◆ **WHAT IS BEING ASKED**: Look for "let mut depth = 0;" in the entries below. Then write out exactly the line that holds it and every line after it, to the last, and nothing else.

◆ **DATA SUPPLIED**:
────────
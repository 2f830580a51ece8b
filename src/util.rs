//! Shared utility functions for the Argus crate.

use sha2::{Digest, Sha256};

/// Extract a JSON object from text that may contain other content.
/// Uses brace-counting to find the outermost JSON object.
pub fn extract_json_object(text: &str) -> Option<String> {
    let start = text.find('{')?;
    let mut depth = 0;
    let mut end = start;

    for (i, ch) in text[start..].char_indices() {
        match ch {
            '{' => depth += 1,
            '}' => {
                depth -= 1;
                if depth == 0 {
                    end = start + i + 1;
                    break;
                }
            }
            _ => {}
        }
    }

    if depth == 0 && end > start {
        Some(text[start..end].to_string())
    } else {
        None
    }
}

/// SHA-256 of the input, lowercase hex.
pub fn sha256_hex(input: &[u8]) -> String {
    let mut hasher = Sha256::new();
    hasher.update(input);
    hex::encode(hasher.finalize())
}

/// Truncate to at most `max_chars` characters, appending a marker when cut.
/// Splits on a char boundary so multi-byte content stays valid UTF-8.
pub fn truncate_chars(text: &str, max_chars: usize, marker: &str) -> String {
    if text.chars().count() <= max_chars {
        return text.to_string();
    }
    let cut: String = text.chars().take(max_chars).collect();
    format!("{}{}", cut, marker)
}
────────
◆ **WRITTEN RESPONSE**:
    let mut depth = 0;
    let mut end = start;

    for (i, ch) in text[start..].char_indices() {
        match ch {
            '{' => depth += 1,
            '}' => {
                depth -= 1;
                if depth == 0 {
                    end = start + i + 1;
                    break;
                }
            }
            _ => {}
        }
    }

    if depth == 0 && end > start {
        Some(text[start..end].to_string())
    } else {
        None
    }
}

/// SHA-256 of the input, lowercase hex.
pub fn sha256_hex(input: &[u8]) -> String {
    let mut hasher = Sha256::new();
    hasher.update(input);
    hex::encode(hasher.finalize())
}

/// Truncate to at most `max_chars` characters, appending a marker when cut.
/// Splits on a char boundary so multi-byte content stays valid UTF-8.
pub fn truncate_chars(text: &str, max_chars: usize, marker: &str) -> String {
    if text.chars().count() <= max_chars {
        return text.to_string();
    }
    let cut: String = text.chars().take(max_chars).collect();
    format!("{}{}", cut, marker)
}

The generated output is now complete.